### TASK
Each line of the records below that holds "TclLevel" should be returned.

### MATERIAL FOR THE TASK
# # # # #

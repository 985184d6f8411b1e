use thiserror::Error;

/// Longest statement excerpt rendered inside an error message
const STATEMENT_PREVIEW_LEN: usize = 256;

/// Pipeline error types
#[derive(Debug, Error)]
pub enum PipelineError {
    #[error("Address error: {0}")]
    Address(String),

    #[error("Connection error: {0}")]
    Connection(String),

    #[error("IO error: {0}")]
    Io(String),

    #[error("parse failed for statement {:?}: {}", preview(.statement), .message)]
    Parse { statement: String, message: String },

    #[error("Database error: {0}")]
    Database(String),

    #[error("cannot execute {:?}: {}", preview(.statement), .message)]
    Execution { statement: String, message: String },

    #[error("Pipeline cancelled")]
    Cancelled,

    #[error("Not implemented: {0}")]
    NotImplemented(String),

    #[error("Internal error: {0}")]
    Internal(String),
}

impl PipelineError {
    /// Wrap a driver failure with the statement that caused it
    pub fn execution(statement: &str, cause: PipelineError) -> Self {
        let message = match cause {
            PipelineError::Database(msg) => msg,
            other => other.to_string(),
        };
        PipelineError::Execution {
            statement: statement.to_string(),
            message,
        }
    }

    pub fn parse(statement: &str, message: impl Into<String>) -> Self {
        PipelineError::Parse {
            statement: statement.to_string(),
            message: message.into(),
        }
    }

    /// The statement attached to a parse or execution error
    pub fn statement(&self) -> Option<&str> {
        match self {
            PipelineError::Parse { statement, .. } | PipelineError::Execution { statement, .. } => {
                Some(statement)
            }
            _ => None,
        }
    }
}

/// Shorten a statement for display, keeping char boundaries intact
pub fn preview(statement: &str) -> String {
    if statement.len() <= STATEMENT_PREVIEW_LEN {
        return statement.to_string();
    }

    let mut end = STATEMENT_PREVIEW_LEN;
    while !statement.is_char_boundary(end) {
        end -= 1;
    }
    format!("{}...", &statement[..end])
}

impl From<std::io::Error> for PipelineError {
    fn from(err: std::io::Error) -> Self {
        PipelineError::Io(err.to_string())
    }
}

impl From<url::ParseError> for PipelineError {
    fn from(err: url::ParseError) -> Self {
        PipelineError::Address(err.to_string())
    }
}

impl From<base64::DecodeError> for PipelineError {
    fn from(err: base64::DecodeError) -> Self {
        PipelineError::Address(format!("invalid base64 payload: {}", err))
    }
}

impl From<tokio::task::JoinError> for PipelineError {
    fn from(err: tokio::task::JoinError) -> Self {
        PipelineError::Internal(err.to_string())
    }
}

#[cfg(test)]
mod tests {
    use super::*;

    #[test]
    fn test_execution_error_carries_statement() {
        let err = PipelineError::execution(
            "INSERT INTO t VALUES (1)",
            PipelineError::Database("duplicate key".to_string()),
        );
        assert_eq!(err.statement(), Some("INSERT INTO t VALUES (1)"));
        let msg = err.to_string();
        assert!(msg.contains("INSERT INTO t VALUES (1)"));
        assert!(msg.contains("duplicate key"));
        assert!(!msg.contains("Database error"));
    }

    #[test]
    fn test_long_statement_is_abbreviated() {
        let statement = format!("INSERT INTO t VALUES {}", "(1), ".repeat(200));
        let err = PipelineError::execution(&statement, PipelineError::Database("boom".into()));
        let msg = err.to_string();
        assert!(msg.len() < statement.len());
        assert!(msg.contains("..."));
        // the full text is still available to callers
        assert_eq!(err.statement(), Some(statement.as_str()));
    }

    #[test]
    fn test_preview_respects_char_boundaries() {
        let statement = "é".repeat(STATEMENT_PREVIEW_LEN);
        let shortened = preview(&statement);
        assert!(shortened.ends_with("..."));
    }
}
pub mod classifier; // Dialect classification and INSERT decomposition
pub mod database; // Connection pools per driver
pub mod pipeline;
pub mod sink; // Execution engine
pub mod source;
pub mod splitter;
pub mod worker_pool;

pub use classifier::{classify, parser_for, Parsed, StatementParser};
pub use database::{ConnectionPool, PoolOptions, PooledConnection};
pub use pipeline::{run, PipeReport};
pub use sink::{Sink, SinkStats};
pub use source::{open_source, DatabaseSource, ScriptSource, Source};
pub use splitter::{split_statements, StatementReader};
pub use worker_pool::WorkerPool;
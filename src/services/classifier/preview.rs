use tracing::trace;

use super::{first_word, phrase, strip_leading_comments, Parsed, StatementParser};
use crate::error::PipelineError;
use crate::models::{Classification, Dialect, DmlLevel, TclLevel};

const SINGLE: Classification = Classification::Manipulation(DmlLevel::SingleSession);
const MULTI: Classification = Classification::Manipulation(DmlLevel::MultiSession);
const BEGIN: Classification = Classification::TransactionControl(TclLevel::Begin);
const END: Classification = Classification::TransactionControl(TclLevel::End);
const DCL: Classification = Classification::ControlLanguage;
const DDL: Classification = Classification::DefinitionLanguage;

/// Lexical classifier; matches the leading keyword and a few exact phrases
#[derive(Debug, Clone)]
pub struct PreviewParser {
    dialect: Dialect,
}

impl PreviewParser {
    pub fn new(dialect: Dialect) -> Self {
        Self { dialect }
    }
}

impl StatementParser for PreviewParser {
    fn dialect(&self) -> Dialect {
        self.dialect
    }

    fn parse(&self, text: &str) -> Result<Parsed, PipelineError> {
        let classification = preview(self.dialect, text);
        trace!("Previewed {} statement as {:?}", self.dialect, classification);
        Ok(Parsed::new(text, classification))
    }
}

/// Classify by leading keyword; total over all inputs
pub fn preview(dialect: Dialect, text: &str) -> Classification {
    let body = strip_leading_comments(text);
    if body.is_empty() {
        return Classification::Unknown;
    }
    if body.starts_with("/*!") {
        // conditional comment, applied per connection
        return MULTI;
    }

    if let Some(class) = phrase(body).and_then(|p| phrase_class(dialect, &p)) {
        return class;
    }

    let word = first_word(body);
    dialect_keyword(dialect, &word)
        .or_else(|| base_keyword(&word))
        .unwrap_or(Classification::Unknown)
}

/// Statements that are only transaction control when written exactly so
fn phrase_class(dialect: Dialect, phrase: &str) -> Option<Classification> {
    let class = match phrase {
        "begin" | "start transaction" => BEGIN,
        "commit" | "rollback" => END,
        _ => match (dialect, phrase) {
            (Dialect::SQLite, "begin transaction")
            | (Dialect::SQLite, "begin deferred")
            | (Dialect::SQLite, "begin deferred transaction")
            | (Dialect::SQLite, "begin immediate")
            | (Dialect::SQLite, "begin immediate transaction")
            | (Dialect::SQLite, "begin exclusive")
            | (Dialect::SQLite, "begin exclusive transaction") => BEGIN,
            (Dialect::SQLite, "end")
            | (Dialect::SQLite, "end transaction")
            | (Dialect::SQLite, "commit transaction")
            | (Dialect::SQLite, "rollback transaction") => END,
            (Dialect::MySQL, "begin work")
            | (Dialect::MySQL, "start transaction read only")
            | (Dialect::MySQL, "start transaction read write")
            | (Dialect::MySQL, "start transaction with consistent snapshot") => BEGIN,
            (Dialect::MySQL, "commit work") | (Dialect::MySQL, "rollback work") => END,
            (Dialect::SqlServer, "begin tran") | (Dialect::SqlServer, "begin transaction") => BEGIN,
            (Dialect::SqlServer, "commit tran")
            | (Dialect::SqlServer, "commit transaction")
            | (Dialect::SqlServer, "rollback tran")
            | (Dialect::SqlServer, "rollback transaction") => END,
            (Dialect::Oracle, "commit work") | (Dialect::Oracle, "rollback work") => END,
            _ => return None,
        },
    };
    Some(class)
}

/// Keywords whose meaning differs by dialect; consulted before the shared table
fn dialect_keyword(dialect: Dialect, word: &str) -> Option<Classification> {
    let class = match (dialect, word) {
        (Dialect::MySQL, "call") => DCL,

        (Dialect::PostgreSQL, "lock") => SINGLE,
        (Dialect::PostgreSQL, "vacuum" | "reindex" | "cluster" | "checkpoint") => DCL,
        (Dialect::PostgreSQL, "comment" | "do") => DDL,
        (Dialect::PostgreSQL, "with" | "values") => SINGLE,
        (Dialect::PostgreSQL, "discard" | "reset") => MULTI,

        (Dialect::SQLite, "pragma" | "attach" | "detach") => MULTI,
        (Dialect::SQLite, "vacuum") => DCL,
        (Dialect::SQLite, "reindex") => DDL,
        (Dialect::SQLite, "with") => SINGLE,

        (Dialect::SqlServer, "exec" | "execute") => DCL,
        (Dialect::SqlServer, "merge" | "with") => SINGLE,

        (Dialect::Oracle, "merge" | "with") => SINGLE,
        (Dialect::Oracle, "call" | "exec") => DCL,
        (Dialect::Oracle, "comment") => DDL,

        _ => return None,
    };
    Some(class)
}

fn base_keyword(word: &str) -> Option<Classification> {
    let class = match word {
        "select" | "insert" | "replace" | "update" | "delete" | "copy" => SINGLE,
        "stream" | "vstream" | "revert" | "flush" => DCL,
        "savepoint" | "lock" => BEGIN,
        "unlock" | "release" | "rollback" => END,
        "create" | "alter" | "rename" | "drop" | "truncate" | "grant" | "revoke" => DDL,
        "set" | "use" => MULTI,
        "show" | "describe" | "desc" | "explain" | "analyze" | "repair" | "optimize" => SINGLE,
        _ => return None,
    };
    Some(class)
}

# # # # #

### RESPONSE BOX
use crate::models::{Classification, Dialect, DmlLevel, TclLevel};
const BEGIN: Classification = Classification::TransactionControl(TclLevel::Begin);
const END: Classification = Classification::TransactionControl(TclLevel::End);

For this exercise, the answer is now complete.